The impact of assistive equipment on intimacy and sexual expression
- Author:
- TAYLOR Bridget
- Journal article citation:
- British Journal of Occupational Therapy, 74(9), September 2011, pp.435-442.
- Publisher:
- Sage
Despite the expression of sexuality being an important quality of life domain, it continues to receive scant attention from occupational therapists. The author describes sexuality as a holistic concept that involves more than the sexual act. She conducted conversational interviews with 13 people with motor neurone disease living in England, and 10 of their partners.
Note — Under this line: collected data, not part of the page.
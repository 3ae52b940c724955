//! External tool execution

pub mod subprocess;
//! Library entry point.
//!
//! Integration tests in `tests/` are compiled as separate crates.
//! A `lib.rs` gives them a stable public API surface to import.

pub mod game;
pub mod common;
pub mod plugins;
The aims of the research were to: understand the impact of life limiting illness on the expression of sexuality and intimacy for people with MND and their partners; to understand the meaning of sexuality and intimacy for these individuals; and to identify recommendations for health care practice. The study employed Heideggerian phenomenological principles which value the subjective experiences of individuals and support the view that the researchers subjectivity cannot be set aside but must be accounted for within the analysis. The findings provide evidence for the value of touch in people's lives and shed light upon the impact that assistive equipment has on intimacy, sexual expression and maintaining emotional and physical connection between couples. None of the people interviewed had previously been given the opportunity to discuss these issues with their occupational therapist. The author suggests that there is a place in occupational therapy practice for discussing the value of emotional and physical connection for individuals in the context of any equipment provided.